Cumulus4j - Securing your data in the cloud - Recreate indexes - Cumulus4j

Cumulus4j (1.2.0)

Home

Documentation

Forum

Tracker

Download

Recreate indexes

Cumulus4j provides the ability to query your data with the full feature set standardized by the query languages of JDO or JPA (i.e. JDOQL or JPQL). For this to work, Cumulus4j manages indexes that have plain keys but encrypted pointers. These indexes can be deleted and re-created. During updates, this is sometimes necessary.

When does Cumulus4j re-index?

There is a DatastoreVersion persisted in the datastore having the commandID "RecreateIndex". If this record is missing or the commandVersion is lower in the database than the one expected by the code, then Cumulus4j performs a re-indexing (first deleting all existing indexes and then recreating them).

Why do I have to care?

Re-indexing can take a very long time. How long exactly depends on your data. Whenever it is mentioned on the What's new? page that a new version of Cumulus4j requires to re-index, you definitely should first try your upgrade on a staging system before touching the productive system. Needless to say that this is a recommended practice for every update, but with reindexing being necessary, this is a MUST!

Especially, if the re-indexing takes very long, you might need to take this into account programmatically (see below).

What does `WorkInProgressException` mean?

If recreating the indexes takes longer than a configurable time (persistence-property cumulus4j.DatastoreVersionCommand.applyWorkInProgressTimeout) which is 10 seconds by default, a org.cumulus4j.store.WorkInProgressException is thrown.

It is recommended that your application catches this exception, commits the current transaction and then aborts its current operation. Nothing of your application's data has been written to the datastore, yet, if this happens. Thus, it is safe to commit. Note, that you actually must commit, if you ever want to get further behind this point. Otherwise the re-indexing that has been done until now will be lost.

Recommended practice

It is recommended that you add a certain servlet which does nothing but perform a simple query or otherwise access the datastore (e.g. pm.getExtent(MyEntity.class)). This should be done in a try-catch-block. The catch-block expects the WorkInProgressException and causes the progress to be shown. Right now, the ProgressInfo (in the exception) is still empty, but we'll provide detailed information in a future version (you can see the progress in the log till then).

Why interrupt the work?

Many systems do not allow transactions to take forever. And even if they did, it is a bad idea to never commit inbetween. Imagine, the re-index operation takes 2 hours and for whatever reason, it fails after 110 minutes: Everything done till then would be lost. Committing inbetween means that only the remaining work needs to be done in the following transactions - even if an error occurred.

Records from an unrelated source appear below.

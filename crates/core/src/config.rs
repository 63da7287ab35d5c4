//! Engine configuration.

use serde::{Deserialize, Serialize};
use std::path::Path;
use std::time::Duration;
use crate::field::Field;

/// Errors in engine configuration, surfaced at startup.
#[derive(Debug, thiserror::Error)]
pub enum ConfigError {
    /// The step plan has no steps
    #[error("step plan is empty")]
    EmptyPlan,

    /// A step is out of position
    #[error("step '{step}' has order index {found}, expected {expected}")]
    OrderIndex {
        /// Step id
        step: String,
        /// Expected index
        expected: usize,
        /// Declared index
        found: usize,
    },

    /// Two steps share an id
    #[error("duplicate step id: {0}")]
    DuplicateStep(String),

    /// A field is required by more than one step
    #[error("field {0} is required by more than one step")]
    FieldInTwoSteps(Field),

    /// Autosave interval of zero
    #[error("autosave interval must be greater than zero")]
    ZeroAutosaveInterval,

    /// Namespace would produce ambiguous storage keys
    #[error("invalid storage namespace: '{0}'")]
    Namespace(String),

    /// Config file could not be read
    #[error("I/O error: {0}")]
    Io(#[from] std::io::Error),

    /// Config file is not valid JSON
    #[error("JSON error: {0}")]
    Json(#[from] serde_json::Error),
}

/// Whether gender and birth year gate the basic-info step.
#[derive(Debug, Clone, Copy, PartialEq, Eq, Default, Serialize, Deserialize)]
#[serde(rename_all = "snake_case")]
pub enum DemographicsPolicy {
    /// Both fields are required to leave step 0
    #[default]
    Required,
    /// Both fields may be left blank
    Optional,
}

/// Assessment engine configuration.
#[derive(Debug, Clone, PartialEq, Eq, Serialize, Deserialize)]
#[serde(default)]
pub struct AssessmentConfig {
    /// Delay between the first unsaved edit and the autosave write, in seconds
    pub autosave_interval_secs: u64,

    /// Key namespace for persisted drafts
    pub storage_namespace: String,

    /// Schema version tag embedded in storage keys
    pub schema_version: u32,

    /// Demographics gate on the basic-info step
    pub demographics: DemographicsPolicy,

    /// Earliest accepted birth year
    pub min_birth_year: i64,

    /// Upper bounds of the Independent, Mild and Moderate care tiers over
    /// the ADL total; no classification when unset
    pub care_tier_thresholds: Option<[i64; 3]>,
}

impl Default for AssessmentConfig {
    fn default() -> Self {
        Self {
            autosave_interval_secs: 30,
            storage_namespace: "assessment-draft".to_string(),
            schema_version: 1,
            demographics: DemographicsPolicy::Required,
            min_birth_year: 1900,
            care_tier_thresholds: None,
        }
    }
}

impl AssessmentConfig {
    /// Create the default configuration.
    pub fn new() -> Self {
        Self::default()
    }

    /// Load from a JSON file; missing keys fall back to defaults.
    pub fn from_json_file(path: impl AsRef<Path>) -> Result<Self, ConfigError> {
        let raw = std::fs::read_to_string(path)?;
        let config: Self = serde_json::from_str(&raw)?;
        config.validate()?;
        Ok(config)
    }

    /// Set the autosave interval.
    pub fn with_autosave_interval(mut self, interval: Duration) -> Self {
        self.autosave_interval_secs = interval.as_secs();
        self
    }

    /// Set the demographics policy.
    pub fn with_demographics(mut self, policy: DemographicsPolicy) -> Self {
        self.demographics = policy;
        self
    }

    /// Set the storage namespace.
    pub fn with_namespace(mut self, namespace: impl Into<String>) -> Self {
        self.storage_namespace = namespace.into();
        self
    }

    /// Autosave interval as a duration.
    pub fn autosave_interval(&self) -> Duration {
        Duration::from_secs(self.autosave_interval_secs)
    }

    /// Reject configurations the engine cannot run with.
    pub fn validate(&self) -> Result<(), ConfigError> {
        if self.autosave_interval_secs == 0 {
            return Err(ConfigError::ZeroAutosaveInterval);
        }
        let ns = self.storage_namespace.as_str();
        if ns.is_empty() || ns.contains(':') {
            return Err(ConfigError::Namespace(self.storage_namespace.clone()));
        }
        Ok(())
    }
}

#[cfg(test)]
mod tests {
    use super::*;

    #[test]
    fn test_defaults() {
        let config = AssessmentConfig::default();
        assert_eq!(config.autosave_interval(), Duration::from_secs(30));
        assert_eq!(config.schema_version, 1);
        assert_eq!(config.demographics, DemographicsPolicy::Required);
        assert!(config.validate().is_ok());
    }

    #[test]
    fn test_partial_json_uses_defaults() {
        let config: AssessmentConfig =
            serde_json::from_str(r#"{"demographics": "optional"}"#).unwrap();
        assert_eq!(config.demographics, DemographicsPolicy::Optional);
        assert_eq!(config.storage_namespace, "assessment-draft");
    }

    #[test]
    fn test_invalid_values_rejected() {
        let zero = AssessmentConfig::default().with_autosave_interval(Duration::from_millis(10));
        assert!(matches!(zero.validate(), Err(ConfigError::ZeroAutosaveInterval)));

        let colon = AssessmentConfig::default().with_namespace("a:b");
        assert!(matches!(colon.validate(), Err(ConfigError::Namespace(_))));
    }
}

Additionally, it is possible to show the progress of the database-upgrade this way (see the mentioned servlet in "Recommended practice" above). This would not be possible, if the entire work would be done in one single transaction.

Note, that this applies to all database-upgrades - not only the reindexing. Though, the reindexing is the only one at the moment taking long enough for this mechanism to be necessary.